Task instructions:
Examine each line of the listing below. Copy those in which the string "impl" appears.

Data records:
···

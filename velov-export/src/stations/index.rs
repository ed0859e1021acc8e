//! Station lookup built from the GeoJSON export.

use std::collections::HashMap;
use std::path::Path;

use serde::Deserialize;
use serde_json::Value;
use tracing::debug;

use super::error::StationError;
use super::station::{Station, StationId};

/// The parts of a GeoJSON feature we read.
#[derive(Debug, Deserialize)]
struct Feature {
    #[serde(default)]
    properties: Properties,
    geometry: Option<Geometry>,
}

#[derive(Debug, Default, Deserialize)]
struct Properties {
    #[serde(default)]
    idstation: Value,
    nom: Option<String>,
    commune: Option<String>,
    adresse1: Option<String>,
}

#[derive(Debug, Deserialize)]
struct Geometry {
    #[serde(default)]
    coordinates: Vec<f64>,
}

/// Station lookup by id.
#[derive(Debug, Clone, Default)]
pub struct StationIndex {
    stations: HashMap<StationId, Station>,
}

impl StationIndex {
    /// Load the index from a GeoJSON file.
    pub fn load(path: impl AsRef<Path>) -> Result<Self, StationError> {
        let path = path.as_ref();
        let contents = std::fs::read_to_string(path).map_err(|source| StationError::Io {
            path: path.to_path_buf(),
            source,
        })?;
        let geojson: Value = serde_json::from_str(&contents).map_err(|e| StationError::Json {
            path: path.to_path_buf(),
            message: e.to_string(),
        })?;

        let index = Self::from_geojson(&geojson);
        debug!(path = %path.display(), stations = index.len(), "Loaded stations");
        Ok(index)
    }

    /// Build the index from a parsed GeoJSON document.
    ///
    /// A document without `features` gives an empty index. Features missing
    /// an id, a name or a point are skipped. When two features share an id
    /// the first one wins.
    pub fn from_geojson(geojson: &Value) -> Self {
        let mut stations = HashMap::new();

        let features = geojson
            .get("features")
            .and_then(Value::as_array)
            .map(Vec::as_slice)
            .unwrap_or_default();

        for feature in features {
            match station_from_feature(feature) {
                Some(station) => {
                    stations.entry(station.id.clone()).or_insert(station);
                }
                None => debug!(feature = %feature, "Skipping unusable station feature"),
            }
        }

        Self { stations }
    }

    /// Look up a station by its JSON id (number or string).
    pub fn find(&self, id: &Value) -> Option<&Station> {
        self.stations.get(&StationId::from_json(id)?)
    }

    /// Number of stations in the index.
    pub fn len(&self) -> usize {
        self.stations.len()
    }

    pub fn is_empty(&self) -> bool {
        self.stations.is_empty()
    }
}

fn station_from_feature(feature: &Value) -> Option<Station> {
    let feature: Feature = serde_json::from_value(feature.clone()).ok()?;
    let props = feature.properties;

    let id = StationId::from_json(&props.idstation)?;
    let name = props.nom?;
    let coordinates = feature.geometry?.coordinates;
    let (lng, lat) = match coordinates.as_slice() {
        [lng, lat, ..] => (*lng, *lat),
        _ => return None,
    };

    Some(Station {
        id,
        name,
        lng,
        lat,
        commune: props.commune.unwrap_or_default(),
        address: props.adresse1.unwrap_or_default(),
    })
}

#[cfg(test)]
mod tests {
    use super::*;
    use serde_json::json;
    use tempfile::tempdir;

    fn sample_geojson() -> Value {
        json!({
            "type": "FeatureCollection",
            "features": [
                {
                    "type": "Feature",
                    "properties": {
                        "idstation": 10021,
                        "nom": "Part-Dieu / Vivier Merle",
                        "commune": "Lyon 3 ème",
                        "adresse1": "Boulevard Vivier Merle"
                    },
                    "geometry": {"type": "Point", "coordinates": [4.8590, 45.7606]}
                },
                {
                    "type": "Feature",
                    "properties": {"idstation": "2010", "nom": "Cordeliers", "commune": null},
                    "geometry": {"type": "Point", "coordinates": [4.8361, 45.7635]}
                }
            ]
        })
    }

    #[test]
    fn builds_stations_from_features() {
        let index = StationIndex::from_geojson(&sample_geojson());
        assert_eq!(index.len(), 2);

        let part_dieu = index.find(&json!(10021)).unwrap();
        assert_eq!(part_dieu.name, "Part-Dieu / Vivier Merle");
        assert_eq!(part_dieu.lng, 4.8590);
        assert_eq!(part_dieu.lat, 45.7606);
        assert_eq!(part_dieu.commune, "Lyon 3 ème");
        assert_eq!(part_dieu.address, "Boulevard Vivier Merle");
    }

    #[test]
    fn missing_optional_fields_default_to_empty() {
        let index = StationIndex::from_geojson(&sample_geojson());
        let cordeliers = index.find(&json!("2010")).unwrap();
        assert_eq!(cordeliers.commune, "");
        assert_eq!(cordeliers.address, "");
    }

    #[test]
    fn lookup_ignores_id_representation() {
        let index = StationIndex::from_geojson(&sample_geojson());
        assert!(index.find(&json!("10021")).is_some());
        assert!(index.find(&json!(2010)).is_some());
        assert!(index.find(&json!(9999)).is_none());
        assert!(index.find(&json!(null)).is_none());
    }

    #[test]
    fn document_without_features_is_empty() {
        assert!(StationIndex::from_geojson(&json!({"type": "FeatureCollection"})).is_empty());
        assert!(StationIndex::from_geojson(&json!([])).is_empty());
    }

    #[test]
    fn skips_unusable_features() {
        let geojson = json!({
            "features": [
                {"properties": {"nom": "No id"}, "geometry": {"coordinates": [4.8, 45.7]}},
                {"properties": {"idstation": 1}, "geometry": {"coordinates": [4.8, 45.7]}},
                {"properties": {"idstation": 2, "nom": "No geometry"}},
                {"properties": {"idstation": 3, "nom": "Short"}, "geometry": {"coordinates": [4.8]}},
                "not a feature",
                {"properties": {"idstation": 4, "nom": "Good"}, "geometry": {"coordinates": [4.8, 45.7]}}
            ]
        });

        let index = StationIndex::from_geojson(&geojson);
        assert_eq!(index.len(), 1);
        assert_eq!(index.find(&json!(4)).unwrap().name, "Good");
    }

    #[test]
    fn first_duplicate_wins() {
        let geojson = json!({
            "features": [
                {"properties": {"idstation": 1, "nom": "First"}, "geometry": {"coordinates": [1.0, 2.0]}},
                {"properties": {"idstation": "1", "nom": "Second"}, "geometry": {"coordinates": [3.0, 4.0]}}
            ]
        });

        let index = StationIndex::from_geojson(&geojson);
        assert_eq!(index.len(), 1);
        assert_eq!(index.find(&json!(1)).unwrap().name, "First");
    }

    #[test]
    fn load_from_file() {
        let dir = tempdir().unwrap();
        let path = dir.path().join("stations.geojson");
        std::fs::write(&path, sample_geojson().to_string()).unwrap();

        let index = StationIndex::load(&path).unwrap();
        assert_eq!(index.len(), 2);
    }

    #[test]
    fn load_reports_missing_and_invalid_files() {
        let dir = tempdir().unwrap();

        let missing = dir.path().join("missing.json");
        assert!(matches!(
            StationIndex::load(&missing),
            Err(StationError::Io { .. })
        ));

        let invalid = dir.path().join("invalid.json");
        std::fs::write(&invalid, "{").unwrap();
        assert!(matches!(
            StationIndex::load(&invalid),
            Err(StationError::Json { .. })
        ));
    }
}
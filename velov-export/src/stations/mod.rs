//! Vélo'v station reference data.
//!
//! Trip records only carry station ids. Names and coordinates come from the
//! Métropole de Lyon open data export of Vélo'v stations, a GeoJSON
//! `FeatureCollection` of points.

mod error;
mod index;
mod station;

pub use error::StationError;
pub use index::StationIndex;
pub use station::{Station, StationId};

···

Solution for this exercise:
impl StationIndex {
    pub fn load(path: impl AsRef<Path>) -> Result<Self, StationError> {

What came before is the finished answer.